Man Trying To Fly His Husband's Ashes Home Got Stopped For Insane Reason
A British man was nearly unable to fly home with his husband's ashes because he was not officially named the next of kin.
David Bulmer-Rizzi fell down a flight of stairs during his Australian honeymoon with Marco Bulmer-Rizzi (on the photo's lefthand side) and died shortly after, BuzzFeed reports.
Marco, 38, intended to bring the cremated remains of his husband to David's hometown of Sunderland, England.
He was about to board a connecting flight in Hong Kong on January 22, but airport security stopped him after the ashes went through the X-ray machine.
Marco told BuzzFeed News,
[A security officer] wanted to open the box. And I said, 'These are human remains. It's my husband. My husband died while we were in Australia.' She just looked at me and said, 'I need to take this away.'
Marco presented David's passport, but he had no paperwork to confirm he and David were legally married. And, since same-sex marriage is not recognized in Australia, David's death certificate said nothing of his relationship with Marco. A panic-stricken Marco asked to see the guard's supervisor, who allegedly replied,
What do you mean your 'husband'?
Marco begged the supervisor to let him travel with the ashes and produced a letter from the funeral home stating David had been cremated.

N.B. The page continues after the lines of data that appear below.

//! # Warden - Admin Login Backend
//!
//! Captcha-protected login for a single administrative account, with
//! cookie-borne session tokens kept in a key-value cache.
//!
//! ## Flow
//! ```text
//! GET /account/checkCode  → answer cached under captcha key
//! POST /account/login     → captcha consumed, session token cached, cookie set
//! POST /account/logout    → session token deleted, cookie expired
//! ```

use anyhow::{Context, Result};
use clap::Parser;
use tracing::info;
use tracing_subscriber::{EnvFilter, fmt, prelude::*};

mod cache;
mod captcha;
mod config;
mod routes;
mod session;
mod state;

use crate::config::AppConfig;
use crate::state::AppState;

/// Warden - admin login backend
#[derive(Parser, Debug)]
#[command(name = "warden")]
#[command(author, version, about, long_about = None)]
struct Args {
    /// Configuration file path
    #[arg(short, long, default_value = "config/warden.toml")]
    config: String,

    /// Redis URL (overrides config)
    #[arg(long, env = "REDIS_URL")]
    redis_url: Option<String>,

    /// Listen address (overrides config)
    #[arg(short, long, env = "LISTEN_ADDR")]
    listen: Option<String>,

    /// Admin account identifier (overrides config)
    #[arg(long, env = "ADMIN_ACCOUNT")]
    admin_account: Option<String>,

    /// Admin password as encoded by the client (overrides config)
    #[arg(long, env = "ADMIN_PASSWORD", hide_env_values = true)]
    admin_password: Option<String>,

    /// Use the in-process cache instead of Redis
    #[arg(long, default_value = "false")]
    memory_cache: bool,

    /// Log level (trace, debug, info, warn, error)
    #[arg(long, default_value = "info", env = "LOG_LEVEL")]
    log_level: String,

    /// Enable JSON logging output
    #[arg(long, default_value = "false")]
    json_logs: bool,
}

#[tokio::main]
async fn main() -> Result<()> {
    // A missing .env file is fine
    let _ = dotenvy::dotenv();

    let args = Args::parse();

    init_logging(&args.log_level, args.json_logs)?;

    info!("Starting Warden v{}", env!("CARGO_PKG_VERSION"));

    let config = AppConfig::load(&args.config, &args)?;
    info!(
        path = %args.config,
        backend = ?config.cache.backend,
        admin = %config.admin.account,
        "Configuration loaded"
    );

    let state = AppState::new(&config).await?;

    let app = routes::create_router(state);

    let listener = tokio::net::TcpListener::bind(&config.listen_addr)
        .await
        .with_context(|| format!("Failed to bind {}", config.listen_addr))?;
    info!("Warden listening on {}", config.listen_addr);

    let shutdown_signal = async {
        if let Err(err) = tokio::signal::ctrl_c().await {
            tracing::error!(error = %err, "Failed to listen for Ctrl+C");
            std::future::pending::<()>().await;
        }
        info!("Shutdown signal received");
    };

    axum::serve(listener, app)
        .with_graceful_shutdown(shutdown_signal)
        .await
        .context("Server error")?;

    info!("Warden shutdown complete");
    Ok(())
}

/// Initialize structured logging with tracing
fn init_logging(level: &str, json: bool) -> Result<()> {
    let filter = EnvFilter::try_from_default_env().unwrap_or_else(|_| EnvFilter::new(level));

    if json {
        tracing_subscriber::registry()
            .with(filter)
            .with(fmt::layer().json())
            .try_init()
            .context("Failed to install JSON logger")?;
    } else {
        tracing_subscriber::registry()
            .with(filter)
            .with(fmt::layer().with_target(true).with_thread_ids(true))
            .try_init()
            .context("Failed to install logger")?;
    }

    Ok(())
}
//! Error taxonomy for the admin login flow.

use thiserror::Error;

use crate::constants::messages;

/// Errors raised by the admin components.
///
/// The first four variants are client faults and carry a fixed message.
/// The rest are infrastructure faults whose detail stays server-side.
#[derive(Debug, Error)]
pub enum AdminError {
    /// Captcha answer or captcha key missing
    #[error("{}", messages::PARAM_ERROR)]
    Param,

    /// Account empty, unknown, or wrong password
    #[error("{}", messages::ACCOUNT_OR_PASSWORD_ERROR)]
    AccountOrPassword,

    /// Captcha key unknown/expired, or answer mismatch
    #[error("{}", messages::CAPTCHA_ERROR)]
    Captcha,

    /// No live session for the presented cookie
    #[error("{}", messages::NOT_LOGGED_IN)]
    NotLoggedIn,

    /// Cache connection/operation error
    #[error("Cache error: {0}")]
    Cache(String),

    /// Configuration error
    #[error("Configuration error: {0}")]
    Config(String),

    /// Internal server error
    #[error("Internal error: {0}")]
    Internal(String),
}

impl AdminError {
    /// Returns the HTTP status code for this error
    pub fn status_code(&self) -> u16 {
        match self {
            Self::Param => 400,
            Self::AccountOrPassword | Self::Captcha | Self::NotLoggedIn => 401,
            Self::Cache(_) => 503,
            Self::Config(_) | Self::Internal(_) => 500,
        }
    }

    /// Message safe to show to the client
    pub fn client_message(&self) -> &'static str {
        match self {
            Self::Param => messages::PARAM_ERROR,
            Self::AccountOrPassword => messages::ACCOUNT_OR_PASSWORD_ERROR,
            Self::Captcha => messages::CAPTCHA_ERROR,
            Self::NotLoggedIn => messages::NOT_LOGGED_IN,
            Self::Cache(_) => messages::SERVICE_UNAVAILABLE,
            Self::Config(_) | Self::Internal(_) => messages::INTERNAL_ERROR,
        }
    }

    /// Returns true if this is an infrastructure fault rather than bad input
    pub fn is_infrastructure(&self) -> bool {
        matches!(self, Self::Cache(_) | Self::Config(_) | Self::Internal(_))
    }
}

After examining the passport and letter, the supervisor eventually allowed Marco to carry the ashes back to England.
Marco believes the “meltdown” he had when the guard first stopped him could have been avoided had the British consulate provided the documentation he requested before leaving Australia.
Once Marco was told his comatose husband was near death, he called the British consulate in Melbourne.
Marco recalled the conversation, saying,
I explained to them that I was really worried about traveling with David's remains because I knew I might end up going through another country claiming to be his husband, possibly where same-sex marriage wasn't even recognized, and I didn't have any official documents [stating our relationship]. I specifically asked the consulate if they could give me anything and they said no.
That being the case, David's father had to approve of any and all final arrangements.
Marco called for the UK Foreign & Commonwealth Office to educate embassy and consulate staff about what to do should another same-sex couple be stuck in a similar situation.
Thanks to the publicity of Marco's story, the premier of South Australia reportedly promised to pass a law in a matter of months to recognize overseas same-sex marriages.
Marco also received an interim death certificate that formally declares he was married to David.
A spokesperson for the Foreign Office told BuzzFeed a member of its staff would gladly meet with Marco to solve the documentation problems he raised.